As promised, the action is starting to heat up. Over the weekend, The Arizona Republic(Gannett Co.), a famed pro camera publication, ran a story about newly appointed DPS Director Robert Halliday’s assessment that DPS patrolmen needed to be more visible on AZ roads. Channel 12, also owned by Gannett Co., aired an accompanying story that night.
The gist of both stories is that Halliday favored more “Cops Not Cameras,” which is a change in tune from the DPS during the term of Roger Vanderpool. That tag line should sound familiar if you’ve been paying attention to this blog since its inception in August of 2008.
A CameraFRAUD volunteer called DPS Director Halliday’s office on Monday to ask for a clarification on Halliday’s position regarding photo enforcement and a message was left with his assistant. It’s been 48 hours and the phone call was not returned, so we can only assume that Halliday is not willing to denounce photo radar or come out in favor of banning it.
***UPDATE*** DPS responded to CameraFRAUD and they are considering our offer to bring Director Halliday in for an interview. Stay tuned.
He and Governor Jan Brewer, who recently appointed him, seem to march to the same beat in that regard. If you remember, she mentioned on the record and on the air with Jay Lawrence’s KTAR Radio Show that she did not like the system. When given the chance to terminate the state contract with Redflex, she shrunk from her position, using the excuse that it would be too expensive due to penalties for ending the program early.
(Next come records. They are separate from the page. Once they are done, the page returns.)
//! Fixed football vocabularies used to rank labels, terms and callouts.
//!
//! Matching is whole-word and case-insensitive: text is split on anything that is not
//! alphanumeric, so `"Pass-Rush"` mentions `"pass rush"` but `"bypass"` does not mention `"pass"`.

/// Tactical/action vocabulary. Labels mentioning these outrank roster positions.
pub const CONCEPT_TERMS: &[&str] = &[
    "pursuit",
    "pursuit angle",
    "coverage",
    "zone coverage",
    "man coverage",
    "cover 0",
    "cover 1",
    "cover 2",
    "cover 3",
    "cover 4",
    "blocking",
    "block",
    "double team",
    "pull",
    "pulling",
    "seal",
    "pass rush",
    "blitz",
    "stunt",
    "twist",
    "pressure",
    "sack",
    "contain",
    "run fit",
    "gap",
    "leverage",
    "tackle",
    "tackling",
    "missed tackle",
    "play action",
    "screen",
    "read option",
    "route",
    "separation",
    "press",
    "pocket",
    "lane",
    "yards after catch",
    "takeaway",
    "interception",
    "fumble",
];

/// Roster position abbreviations (compared after stripping trailing jersey/depth digits).
pub const POSITION_LABELS: &[&str] = &[
    "qb", "rb", "hb", "fb", "wr", "te", "ol", "lt", "lg", "c", "rg", "rt", "ot", "og", "g", "t",
    "dl", "de", "dt", "nt", "edge", "lb", "mlb", "ilb", "olb", "mike", "will", "sam", "cb", "nb",
    "nickel", "s", "fs", "ss", "db", "k", "p", "ls", "kr", "pr",
];

/// Role descriptions that mark a player as a key actor worth circling.
pub const KEY_ACTOR_TERMS: &[&str] = &[
    "ball carrier",
    "carrier",
    "runner",
    "blocker",
    "lead blocker",
    "receiver",
    "target",
    "quarterback",
    "passer",
    "rusher",
    "pass rusher",
    "tackler",
    "defender",
    "returner",
];

/// Core football terms that get a boost when picking terminology popups.
pub const CORE_TERMS: &[&str] = &[
    "shotgun",
    "pistol",
    "under center",
    "play action",
    "blitz",
    "zone coverage",
    "man coverage",
    "cover 2",
    "cover 3",
    "pass rush",
    "pursuit",
    "run fit",
    "screen",
    "rpo",
    "read option",
    "double team",
    "pocket",
    "line of scrimmage",
    "red zone",
    "first down",
];

/// Action/outcome concepts favored when deciding which editorial callouts survive.
pub const ACTION_CONCEPTS: &[&str] = &[
    "pursuit",
    "pass rush",
    "blocking",
    "block",
    "double team",
    "coverage",
    "tackle",
    "missed tackle",
    "blitz",
    "pressure",
    "sack",
    "contain",
    "seal",
    "run fit",
    "gap",
    "separation",
    "yards after catch",
    "takeaway",
    "interception",
    "fumble",
];

/// Pre-snap setup vocabulary (formations, alignments).
pub const SETUP_TERMS: &[&str] = &[
    "formation",
    "shotgun",
    "pistol",
    "i formation",
    "singleback",
    "under center",
    "trips",
    "bunch",
    "empty",
    "spread",
    "pro set",
    "wildcat",
    "alignment",
    "lined up",
];

/// Phrases that claim a causal link to the play's outcome.
pub const OUTCOME_KEYWORDS: &[&str] = &[
    "because",
    "allowed",
    "allows",
    "prevented",
    "prevents",
    "led to",
    "resulted",
    "forced",
    "created",
    "caused",
    "enabled",
    "opened",
];

/// How a label ranks for broadcast-style display.
#[derive(Clone, Copy, Debug, PartialEq, Eq, PartialOrd, Ord, Hash, serde::Serialize)]
#[serde(rename_all = "snake_case")]
pub enum LabelKind {
    /// Tactical concept; always ranks first.
    Concept,
    Other,
    /// Roster position; always ranks last.
    Position,
}

pub fn classify_label(label: &str) -> LabelKind {
    if is_concept(label) {
        LabelKind::Concept
    } else if is_position_label(label) {
        LabelKind::Position
    } else {
        LabelKind::Other
    }
}

pub fn is_concept(text: &str) -> bool {
    mentions_any(text, CONCEPT_TERMS)
}

/// `true` when every word of `label` is a position abbreviation (e.g. `"WR1"`, `"LT / LG"`).
pub fn is_position_label(label: &str) -> bool {
    let words = words(label);
    !words.is_empty()
        && words.iter().all(|w| {
            let base = w.trim_end_matches(|c: char| c.is_ascii_digit());
            !base.is_empty() && POSITION_LABELS.contains(&base)
        })
}

pub fn is_key_actor(label: &str) -> bool {
    mentions_any(label, KEY_ACTOR_TERMS)
}

pub fn is_core_term(term: &str) -> bool {
    let w = words(term);
    CORE_TERMS.iter().any(|c| words(c) == w)
}

pub fn mentions_action_concept(text: &str) -> bool {
    mentions_any(text, ACTION_CONCEPTS)
}

pub fn mentions_setup_term(text: &str) -> bool {
    mentions_any(text, SETUP_TERMS)
}

pub fn claims_causality(text: &str) -> bool {
    mentions_any(text, OUTCOME_KEYWORDS)
}

/// Whole-word, case-insensitive phrase search against a vocabulary.
pub fn mentions_any(text: &str, vocab: &[&str]) -> bool {
    let hay = words(text);
    vocab.iter().any(|phrase| {
        let needle = words(phrase);
        !needle.is_empty() && hay.windows(needle.len()).any(|w| w == needle.as_slice())
    })
}

fn words(s: &str) -> Vec<String> {
    s.split(|c: char| !c.is_alphanumeric())
        .filter(|w| !w.is_empty())
        .map(str::to_lowercase)
        .collect()
}

#[cfg(test)]
#[path = "../../tests/unit/model/vocab.rs"]
mod tests;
Halliday is now pushing for an increase of 280 DPS officers from the current level and Brewer is pushing for an 18% (one cent on every dollar) increase in the state sales tax. While their interests could go hand-in-hand, that connection has not been made yet. What’s clear is that neither is willing to do the right thing and admit that the state of Arizona was lied to by Redflex Traffic Systems about the safety record and the nature of the program during the term of former Governor Napolitano and end the dangerous practice of photo enforcement.
As if that weren’t enough to pontificate on, a story on TheNewspaper.com on Monday described our friend Jay Heiler’s latest game of media and public manipulation. Heiler has now contrived some type of road safety association by registering it through a lobbyist firm. The main goal of this group is clearly damage control after countless public relations disasters for the photo radar industry and namely his current company, Redflex.
A volunteer called the Arizona wing of APCO Worldwide, the lobbyist firm which registered the web address for for The Partnership For Advancing Road Safety (PARS), there was no answer and the voicemail belonged that that of one Jay Heiler. It’s not too difficult to connect the dots on that association, but what’s unclear, is what Heiler plans to do with PARS and if it will have a presence in Arizona.
The contract for the freeway camera system between Redflex and the state of Arizona expires on July 1st. Governor Brewer has indicated that she will not renew it. Signatures for the Ban Photo Radar in Arizona initiative are due at the same time and a public vote would happen in November.